Please filter the entries for the word "StateIdSource" and copy every line that has it.
☆ ☆ ☆
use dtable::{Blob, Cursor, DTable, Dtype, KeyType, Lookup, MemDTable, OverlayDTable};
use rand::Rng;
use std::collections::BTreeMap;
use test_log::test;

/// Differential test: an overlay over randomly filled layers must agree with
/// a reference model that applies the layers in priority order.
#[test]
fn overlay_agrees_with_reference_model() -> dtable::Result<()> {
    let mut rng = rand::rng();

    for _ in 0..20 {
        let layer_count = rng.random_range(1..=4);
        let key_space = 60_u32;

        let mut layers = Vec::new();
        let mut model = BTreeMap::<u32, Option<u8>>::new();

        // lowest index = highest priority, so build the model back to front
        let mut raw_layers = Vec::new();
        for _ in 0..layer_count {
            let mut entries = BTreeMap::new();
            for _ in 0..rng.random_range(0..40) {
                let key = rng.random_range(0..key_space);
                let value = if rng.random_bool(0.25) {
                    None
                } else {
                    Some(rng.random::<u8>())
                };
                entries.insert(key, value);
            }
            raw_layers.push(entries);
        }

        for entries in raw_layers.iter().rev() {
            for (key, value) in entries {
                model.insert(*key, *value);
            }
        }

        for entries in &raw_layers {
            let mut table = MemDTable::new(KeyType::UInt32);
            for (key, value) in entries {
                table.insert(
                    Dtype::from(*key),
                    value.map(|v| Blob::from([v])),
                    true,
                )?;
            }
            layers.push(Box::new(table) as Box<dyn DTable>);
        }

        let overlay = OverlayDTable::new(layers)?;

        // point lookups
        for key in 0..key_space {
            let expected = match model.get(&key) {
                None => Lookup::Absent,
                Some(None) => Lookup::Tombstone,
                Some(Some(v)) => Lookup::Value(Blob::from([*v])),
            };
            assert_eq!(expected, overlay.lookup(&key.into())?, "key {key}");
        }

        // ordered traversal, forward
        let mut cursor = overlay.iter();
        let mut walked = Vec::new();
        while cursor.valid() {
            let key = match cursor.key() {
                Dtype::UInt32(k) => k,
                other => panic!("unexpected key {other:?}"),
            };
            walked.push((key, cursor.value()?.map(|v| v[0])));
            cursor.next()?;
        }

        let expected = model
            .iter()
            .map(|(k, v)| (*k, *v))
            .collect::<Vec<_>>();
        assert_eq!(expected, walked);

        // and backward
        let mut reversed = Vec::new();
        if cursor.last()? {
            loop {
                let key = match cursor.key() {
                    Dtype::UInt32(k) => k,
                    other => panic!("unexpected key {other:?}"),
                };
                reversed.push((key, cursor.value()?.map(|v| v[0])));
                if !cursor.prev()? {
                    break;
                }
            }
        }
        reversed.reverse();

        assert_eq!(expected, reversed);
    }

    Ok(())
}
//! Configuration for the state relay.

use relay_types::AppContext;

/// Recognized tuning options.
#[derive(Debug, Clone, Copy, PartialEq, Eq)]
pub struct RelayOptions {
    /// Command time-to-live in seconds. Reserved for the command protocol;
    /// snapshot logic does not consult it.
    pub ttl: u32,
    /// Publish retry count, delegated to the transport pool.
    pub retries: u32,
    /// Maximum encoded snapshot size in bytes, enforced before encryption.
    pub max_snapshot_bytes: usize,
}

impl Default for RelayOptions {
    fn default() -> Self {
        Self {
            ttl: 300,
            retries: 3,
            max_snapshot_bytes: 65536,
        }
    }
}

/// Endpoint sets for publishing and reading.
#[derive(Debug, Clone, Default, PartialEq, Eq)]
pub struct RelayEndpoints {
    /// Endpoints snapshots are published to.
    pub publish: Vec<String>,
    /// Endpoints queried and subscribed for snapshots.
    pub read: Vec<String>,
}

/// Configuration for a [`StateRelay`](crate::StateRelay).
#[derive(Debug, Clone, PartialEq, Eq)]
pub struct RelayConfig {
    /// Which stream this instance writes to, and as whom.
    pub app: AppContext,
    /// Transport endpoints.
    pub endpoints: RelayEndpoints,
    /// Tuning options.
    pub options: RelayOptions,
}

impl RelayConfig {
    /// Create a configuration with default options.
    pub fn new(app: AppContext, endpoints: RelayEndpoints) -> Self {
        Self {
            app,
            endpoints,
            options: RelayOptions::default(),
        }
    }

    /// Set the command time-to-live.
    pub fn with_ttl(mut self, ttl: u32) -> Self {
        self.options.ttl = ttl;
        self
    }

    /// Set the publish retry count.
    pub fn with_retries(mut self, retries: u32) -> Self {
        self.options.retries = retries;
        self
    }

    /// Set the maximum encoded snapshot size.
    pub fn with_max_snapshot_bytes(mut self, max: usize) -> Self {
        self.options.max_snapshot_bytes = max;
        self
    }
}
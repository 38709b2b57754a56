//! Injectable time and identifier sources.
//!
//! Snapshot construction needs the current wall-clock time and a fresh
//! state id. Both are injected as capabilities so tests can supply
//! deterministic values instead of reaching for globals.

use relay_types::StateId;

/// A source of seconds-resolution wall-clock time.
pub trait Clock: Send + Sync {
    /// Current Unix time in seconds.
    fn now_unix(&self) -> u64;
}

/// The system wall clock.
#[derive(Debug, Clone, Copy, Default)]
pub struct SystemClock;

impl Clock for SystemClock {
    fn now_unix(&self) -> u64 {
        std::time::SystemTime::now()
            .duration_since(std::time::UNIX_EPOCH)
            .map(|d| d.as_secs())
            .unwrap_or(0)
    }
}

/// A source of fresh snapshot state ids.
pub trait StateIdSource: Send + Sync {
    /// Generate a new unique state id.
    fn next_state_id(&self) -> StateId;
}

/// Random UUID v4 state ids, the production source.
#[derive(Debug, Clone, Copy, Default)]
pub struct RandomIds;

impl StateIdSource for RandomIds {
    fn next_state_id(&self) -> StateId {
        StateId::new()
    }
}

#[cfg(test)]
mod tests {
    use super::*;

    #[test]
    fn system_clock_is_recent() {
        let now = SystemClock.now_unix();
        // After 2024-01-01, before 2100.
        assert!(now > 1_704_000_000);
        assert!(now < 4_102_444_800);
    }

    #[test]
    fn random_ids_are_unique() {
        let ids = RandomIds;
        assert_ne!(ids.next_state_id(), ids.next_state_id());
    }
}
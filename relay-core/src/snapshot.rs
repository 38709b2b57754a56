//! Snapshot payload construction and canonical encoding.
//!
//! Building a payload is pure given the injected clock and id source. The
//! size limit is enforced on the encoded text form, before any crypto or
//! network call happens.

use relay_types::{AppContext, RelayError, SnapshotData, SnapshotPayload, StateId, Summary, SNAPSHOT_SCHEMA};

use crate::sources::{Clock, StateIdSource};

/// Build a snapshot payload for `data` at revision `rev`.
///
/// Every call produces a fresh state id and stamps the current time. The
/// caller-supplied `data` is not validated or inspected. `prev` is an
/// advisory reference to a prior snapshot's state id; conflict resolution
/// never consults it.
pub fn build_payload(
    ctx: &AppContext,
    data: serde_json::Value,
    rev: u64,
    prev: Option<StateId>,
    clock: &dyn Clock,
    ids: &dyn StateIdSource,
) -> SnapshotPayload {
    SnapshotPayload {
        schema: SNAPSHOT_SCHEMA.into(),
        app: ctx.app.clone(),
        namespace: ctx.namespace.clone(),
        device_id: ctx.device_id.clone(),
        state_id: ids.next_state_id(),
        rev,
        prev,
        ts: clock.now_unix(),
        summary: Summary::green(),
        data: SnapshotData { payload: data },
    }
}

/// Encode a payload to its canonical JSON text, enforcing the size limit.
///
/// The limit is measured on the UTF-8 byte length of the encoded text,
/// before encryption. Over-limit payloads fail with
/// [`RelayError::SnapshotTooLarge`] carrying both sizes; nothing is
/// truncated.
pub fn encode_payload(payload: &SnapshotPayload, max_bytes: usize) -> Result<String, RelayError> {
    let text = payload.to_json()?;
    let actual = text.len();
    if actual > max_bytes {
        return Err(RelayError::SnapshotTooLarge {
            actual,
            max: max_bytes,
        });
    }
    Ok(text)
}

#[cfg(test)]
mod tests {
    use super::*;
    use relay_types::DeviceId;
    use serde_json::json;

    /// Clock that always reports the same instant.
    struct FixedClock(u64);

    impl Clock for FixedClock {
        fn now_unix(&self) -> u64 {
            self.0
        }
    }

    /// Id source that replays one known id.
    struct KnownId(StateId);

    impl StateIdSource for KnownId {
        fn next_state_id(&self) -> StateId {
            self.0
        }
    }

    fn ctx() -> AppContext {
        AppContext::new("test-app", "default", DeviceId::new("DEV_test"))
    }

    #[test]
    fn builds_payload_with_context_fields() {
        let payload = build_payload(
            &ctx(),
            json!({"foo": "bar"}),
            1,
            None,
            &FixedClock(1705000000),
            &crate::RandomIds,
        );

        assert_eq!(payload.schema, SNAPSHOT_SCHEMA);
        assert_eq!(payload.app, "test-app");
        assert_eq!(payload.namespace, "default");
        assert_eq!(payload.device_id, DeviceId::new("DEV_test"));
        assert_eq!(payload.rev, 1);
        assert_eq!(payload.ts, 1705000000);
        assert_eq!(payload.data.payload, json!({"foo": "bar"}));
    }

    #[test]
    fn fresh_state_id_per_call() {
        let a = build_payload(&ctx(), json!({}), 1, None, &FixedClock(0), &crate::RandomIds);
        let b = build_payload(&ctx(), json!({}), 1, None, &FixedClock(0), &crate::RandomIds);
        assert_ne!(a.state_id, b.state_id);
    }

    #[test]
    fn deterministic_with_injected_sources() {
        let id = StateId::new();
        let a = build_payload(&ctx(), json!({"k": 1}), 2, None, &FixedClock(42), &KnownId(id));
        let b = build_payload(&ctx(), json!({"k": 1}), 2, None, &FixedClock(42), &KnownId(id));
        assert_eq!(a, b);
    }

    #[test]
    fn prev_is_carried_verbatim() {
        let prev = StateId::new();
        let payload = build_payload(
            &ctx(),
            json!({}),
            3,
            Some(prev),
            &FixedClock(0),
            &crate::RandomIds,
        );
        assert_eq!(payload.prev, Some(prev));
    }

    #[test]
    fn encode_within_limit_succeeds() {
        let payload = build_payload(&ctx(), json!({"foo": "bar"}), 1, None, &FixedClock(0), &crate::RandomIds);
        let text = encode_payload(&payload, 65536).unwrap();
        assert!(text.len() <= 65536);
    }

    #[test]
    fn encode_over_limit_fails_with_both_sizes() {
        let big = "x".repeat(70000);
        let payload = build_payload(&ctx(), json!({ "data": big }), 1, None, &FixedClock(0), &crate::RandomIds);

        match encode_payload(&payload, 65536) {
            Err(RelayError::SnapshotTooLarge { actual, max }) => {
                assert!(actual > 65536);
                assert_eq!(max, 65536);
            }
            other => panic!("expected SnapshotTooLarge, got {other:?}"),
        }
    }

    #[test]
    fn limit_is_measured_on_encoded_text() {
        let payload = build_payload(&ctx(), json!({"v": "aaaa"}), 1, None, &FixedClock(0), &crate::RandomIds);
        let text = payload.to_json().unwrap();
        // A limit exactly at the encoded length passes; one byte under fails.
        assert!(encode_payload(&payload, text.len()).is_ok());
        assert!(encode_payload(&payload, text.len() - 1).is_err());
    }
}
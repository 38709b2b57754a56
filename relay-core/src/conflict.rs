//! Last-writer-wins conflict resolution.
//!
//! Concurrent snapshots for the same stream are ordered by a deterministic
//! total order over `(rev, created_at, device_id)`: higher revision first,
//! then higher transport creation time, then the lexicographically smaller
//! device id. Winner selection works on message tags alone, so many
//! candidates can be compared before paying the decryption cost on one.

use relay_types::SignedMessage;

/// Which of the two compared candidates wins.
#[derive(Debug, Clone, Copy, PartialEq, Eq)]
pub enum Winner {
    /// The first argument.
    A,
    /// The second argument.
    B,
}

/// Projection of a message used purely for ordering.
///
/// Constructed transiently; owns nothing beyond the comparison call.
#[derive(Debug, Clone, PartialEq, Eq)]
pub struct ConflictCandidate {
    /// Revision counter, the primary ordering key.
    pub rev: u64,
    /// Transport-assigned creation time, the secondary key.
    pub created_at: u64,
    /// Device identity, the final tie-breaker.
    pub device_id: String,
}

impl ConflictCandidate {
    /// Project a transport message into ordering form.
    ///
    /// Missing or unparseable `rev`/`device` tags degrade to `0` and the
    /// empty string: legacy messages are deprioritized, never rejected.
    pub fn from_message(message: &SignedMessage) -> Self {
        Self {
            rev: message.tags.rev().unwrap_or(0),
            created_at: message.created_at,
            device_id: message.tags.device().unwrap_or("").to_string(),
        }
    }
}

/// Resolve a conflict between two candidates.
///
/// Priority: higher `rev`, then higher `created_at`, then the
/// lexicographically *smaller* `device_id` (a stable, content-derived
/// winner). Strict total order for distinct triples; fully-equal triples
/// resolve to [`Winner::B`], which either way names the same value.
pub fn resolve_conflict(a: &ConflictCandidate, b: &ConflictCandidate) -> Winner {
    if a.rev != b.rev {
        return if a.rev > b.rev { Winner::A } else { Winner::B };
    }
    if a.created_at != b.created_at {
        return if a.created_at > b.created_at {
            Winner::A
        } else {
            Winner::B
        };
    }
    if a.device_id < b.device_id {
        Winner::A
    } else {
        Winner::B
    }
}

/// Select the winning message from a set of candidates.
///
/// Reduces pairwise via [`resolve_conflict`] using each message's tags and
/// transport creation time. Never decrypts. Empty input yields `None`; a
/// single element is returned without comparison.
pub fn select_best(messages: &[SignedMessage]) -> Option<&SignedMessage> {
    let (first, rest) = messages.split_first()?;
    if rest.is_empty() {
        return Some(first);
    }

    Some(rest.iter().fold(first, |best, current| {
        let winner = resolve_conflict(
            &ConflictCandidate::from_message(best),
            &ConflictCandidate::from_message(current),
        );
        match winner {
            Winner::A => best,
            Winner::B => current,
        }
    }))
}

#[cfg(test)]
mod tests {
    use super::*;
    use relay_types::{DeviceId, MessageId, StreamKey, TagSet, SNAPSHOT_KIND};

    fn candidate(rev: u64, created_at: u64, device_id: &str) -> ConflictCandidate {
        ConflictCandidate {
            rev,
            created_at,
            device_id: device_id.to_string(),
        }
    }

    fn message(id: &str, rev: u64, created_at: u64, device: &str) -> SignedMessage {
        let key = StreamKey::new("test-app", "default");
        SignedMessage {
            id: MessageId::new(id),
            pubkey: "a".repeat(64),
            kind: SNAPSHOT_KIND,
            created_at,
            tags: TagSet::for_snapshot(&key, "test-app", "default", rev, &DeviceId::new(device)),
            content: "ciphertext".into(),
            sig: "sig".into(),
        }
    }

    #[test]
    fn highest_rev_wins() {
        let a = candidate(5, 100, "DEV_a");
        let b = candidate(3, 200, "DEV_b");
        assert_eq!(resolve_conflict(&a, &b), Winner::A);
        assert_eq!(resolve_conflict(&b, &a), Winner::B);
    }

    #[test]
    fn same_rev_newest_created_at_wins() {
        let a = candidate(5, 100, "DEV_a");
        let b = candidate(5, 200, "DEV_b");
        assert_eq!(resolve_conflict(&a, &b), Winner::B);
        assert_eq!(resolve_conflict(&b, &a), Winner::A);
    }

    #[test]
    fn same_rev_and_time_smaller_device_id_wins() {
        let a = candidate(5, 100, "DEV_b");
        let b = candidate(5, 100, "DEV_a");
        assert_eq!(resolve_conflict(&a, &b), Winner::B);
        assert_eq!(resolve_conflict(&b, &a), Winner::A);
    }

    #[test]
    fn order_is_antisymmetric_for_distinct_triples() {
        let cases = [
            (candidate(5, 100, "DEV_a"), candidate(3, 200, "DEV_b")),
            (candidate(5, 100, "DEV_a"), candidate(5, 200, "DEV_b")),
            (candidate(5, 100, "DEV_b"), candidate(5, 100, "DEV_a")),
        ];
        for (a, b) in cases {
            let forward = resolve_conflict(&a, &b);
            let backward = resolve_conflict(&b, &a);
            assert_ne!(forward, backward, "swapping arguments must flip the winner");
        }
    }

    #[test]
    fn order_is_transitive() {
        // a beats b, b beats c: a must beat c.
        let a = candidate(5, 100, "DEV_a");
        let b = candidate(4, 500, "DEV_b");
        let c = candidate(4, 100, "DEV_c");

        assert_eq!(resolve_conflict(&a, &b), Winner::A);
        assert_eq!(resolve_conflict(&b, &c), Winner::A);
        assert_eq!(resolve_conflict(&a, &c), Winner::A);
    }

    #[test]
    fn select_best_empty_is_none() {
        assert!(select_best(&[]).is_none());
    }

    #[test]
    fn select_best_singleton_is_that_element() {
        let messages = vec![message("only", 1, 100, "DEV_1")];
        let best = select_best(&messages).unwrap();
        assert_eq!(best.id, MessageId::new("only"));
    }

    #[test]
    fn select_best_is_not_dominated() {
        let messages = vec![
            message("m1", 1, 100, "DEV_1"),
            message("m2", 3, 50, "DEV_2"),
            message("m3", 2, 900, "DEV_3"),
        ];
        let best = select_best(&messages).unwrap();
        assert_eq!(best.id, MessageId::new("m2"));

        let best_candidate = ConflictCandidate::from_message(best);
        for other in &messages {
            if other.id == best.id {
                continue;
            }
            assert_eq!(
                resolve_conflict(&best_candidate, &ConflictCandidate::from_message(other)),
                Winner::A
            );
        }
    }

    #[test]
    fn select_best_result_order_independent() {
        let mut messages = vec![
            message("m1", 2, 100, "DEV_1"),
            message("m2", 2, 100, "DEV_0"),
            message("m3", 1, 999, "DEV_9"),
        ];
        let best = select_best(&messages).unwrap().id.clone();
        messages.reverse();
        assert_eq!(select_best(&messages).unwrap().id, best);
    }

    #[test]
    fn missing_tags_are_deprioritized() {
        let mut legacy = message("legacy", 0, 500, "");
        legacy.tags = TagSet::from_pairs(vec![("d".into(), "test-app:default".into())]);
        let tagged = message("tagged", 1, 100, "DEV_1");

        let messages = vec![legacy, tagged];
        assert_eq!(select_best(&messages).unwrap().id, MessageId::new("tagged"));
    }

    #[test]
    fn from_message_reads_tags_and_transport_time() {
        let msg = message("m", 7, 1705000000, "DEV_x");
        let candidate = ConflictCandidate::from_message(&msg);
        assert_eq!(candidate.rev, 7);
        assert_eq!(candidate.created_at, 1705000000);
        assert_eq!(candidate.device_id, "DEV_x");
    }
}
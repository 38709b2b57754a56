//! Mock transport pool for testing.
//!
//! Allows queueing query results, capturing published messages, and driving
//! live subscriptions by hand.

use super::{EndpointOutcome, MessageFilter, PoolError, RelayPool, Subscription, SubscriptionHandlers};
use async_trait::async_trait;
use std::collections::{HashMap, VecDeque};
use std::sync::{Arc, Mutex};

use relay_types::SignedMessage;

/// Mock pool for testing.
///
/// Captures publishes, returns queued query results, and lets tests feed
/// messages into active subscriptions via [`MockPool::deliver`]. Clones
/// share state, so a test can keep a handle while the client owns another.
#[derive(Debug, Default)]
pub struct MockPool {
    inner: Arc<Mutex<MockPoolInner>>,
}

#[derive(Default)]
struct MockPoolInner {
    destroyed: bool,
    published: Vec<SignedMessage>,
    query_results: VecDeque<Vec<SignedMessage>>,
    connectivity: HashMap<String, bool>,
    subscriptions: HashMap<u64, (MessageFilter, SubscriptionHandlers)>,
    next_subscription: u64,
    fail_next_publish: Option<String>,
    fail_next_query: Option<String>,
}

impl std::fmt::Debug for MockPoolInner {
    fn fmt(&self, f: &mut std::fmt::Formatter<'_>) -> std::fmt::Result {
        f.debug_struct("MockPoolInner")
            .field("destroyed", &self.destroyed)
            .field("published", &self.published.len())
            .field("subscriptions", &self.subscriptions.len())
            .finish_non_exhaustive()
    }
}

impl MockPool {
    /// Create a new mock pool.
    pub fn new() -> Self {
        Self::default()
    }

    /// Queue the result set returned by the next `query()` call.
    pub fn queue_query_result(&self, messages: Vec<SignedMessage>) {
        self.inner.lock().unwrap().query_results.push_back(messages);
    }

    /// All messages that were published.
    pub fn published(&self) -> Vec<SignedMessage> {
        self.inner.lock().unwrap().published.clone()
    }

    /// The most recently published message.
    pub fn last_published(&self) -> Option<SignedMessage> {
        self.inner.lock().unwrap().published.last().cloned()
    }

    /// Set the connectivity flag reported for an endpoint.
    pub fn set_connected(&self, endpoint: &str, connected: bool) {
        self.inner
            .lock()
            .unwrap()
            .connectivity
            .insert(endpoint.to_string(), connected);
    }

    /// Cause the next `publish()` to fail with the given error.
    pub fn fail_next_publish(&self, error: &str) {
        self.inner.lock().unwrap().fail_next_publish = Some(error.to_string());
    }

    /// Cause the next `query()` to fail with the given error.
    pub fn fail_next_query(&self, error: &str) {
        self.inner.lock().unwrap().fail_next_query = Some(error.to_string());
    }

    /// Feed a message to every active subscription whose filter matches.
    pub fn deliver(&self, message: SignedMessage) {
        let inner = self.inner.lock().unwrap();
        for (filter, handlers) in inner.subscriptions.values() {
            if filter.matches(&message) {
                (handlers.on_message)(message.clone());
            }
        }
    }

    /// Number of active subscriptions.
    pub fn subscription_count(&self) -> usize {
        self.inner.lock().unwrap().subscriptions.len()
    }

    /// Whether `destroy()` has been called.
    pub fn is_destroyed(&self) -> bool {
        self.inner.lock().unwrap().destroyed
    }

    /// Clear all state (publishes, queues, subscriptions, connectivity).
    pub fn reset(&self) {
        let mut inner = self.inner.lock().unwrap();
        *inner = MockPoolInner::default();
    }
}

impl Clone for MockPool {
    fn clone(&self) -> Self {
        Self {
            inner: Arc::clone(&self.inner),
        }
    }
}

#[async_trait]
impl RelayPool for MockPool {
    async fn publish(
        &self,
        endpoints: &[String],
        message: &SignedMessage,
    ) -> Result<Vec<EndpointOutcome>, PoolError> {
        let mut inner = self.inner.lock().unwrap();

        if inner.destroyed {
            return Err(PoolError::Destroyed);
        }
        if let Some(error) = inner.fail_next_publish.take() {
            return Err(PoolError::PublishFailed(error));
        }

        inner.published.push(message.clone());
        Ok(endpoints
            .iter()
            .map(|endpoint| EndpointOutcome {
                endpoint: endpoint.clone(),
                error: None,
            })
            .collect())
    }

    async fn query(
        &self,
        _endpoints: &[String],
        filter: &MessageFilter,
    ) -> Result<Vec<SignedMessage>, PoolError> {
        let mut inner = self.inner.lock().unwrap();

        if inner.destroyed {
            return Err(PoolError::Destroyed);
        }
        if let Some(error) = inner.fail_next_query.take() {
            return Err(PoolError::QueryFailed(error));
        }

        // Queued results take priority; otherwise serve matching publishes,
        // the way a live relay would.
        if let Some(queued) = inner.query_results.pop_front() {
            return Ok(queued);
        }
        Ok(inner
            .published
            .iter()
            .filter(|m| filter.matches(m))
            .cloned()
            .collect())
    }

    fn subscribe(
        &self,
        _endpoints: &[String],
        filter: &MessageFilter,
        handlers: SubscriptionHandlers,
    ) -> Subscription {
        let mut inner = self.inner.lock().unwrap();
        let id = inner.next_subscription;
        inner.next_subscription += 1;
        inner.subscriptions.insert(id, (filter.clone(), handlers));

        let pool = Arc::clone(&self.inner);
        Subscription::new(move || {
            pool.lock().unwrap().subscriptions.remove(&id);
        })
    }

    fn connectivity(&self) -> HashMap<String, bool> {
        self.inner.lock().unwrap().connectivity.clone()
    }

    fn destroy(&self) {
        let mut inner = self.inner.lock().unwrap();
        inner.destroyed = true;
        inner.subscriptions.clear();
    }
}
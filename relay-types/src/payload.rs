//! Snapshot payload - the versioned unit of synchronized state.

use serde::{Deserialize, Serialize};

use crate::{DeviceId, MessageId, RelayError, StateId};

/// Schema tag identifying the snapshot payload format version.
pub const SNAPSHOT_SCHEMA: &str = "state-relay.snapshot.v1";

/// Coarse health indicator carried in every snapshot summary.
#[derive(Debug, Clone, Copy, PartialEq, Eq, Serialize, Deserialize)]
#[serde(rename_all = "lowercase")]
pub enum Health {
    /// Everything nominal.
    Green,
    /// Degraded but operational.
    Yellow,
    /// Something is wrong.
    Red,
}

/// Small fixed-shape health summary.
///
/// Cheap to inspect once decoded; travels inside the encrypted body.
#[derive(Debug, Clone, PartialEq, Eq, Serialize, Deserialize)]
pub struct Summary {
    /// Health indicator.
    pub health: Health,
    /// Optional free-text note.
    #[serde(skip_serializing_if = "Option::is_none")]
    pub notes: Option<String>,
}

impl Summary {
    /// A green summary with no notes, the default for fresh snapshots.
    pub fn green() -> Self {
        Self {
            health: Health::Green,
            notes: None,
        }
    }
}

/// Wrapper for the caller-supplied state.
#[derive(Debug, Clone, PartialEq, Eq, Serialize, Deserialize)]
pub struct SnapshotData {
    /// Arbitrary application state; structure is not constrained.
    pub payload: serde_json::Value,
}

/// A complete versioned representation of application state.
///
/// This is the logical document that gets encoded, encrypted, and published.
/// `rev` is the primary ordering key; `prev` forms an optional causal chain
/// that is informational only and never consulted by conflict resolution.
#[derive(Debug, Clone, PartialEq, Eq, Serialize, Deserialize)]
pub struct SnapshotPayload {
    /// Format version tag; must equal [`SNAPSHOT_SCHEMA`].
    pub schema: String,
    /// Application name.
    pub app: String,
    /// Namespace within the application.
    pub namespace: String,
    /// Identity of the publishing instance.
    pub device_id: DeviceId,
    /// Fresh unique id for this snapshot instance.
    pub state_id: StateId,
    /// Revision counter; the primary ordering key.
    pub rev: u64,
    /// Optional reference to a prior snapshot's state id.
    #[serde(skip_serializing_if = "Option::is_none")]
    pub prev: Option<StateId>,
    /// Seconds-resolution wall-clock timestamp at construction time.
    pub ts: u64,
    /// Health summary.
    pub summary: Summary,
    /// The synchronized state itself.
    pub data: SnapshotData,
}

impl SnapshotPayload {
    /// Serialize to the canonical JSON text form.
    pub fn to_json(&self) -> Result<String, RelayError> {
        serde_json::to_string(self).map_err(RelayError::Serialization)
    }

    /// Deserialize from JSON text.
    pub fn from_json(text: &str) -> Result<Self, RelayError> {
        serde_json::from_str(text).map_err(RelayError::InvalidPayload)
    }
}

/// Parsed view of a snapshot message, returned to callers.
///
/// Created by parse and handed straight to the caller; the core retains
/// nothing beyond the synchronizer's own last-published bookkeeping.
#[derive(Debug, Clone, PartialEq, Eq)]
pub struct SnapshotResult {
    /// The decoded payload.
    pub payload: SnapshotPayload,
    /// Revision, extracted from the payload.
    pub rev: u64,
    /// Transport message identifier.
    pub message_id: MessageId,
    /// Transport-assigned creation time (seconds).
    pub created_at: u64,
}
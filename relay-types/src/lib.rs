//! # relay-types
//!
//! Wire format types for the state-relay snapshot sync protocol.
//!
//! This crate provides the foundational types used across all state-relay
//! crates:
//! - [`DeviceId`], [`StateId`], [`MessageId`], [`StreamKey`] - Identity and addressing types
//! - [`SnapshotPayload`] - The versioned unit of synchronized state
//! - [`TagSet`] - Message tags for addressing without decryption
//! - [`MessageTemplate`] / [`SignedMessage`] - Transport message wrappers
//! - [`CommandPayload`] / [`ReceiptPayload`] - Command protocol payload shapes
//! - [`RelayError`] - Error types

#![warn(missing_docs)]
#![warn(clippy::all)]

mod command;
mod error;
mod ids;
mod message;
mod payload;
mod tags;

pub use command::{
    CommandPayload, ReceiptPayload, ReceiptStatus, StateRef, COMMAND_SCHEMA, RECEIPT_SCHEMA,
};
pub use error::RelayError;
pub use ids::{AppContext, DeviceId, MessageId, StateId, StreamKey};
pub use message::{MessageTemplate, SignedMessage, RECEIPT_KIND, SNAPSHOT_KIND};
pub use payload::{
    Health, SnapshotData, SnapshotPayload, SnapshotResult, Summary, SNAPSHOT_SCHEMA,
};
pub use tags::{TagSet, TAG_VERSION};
☆ ☆ ☆
Solution to this problem ->
pub trait StateIdSource: Send + Sync {
impl StateIdSource for RandomIds {
use crate::sources::{Clock, StateIdSource};
    ids: &dyn StateIdSource,
    impl StateIdSource for KnownId {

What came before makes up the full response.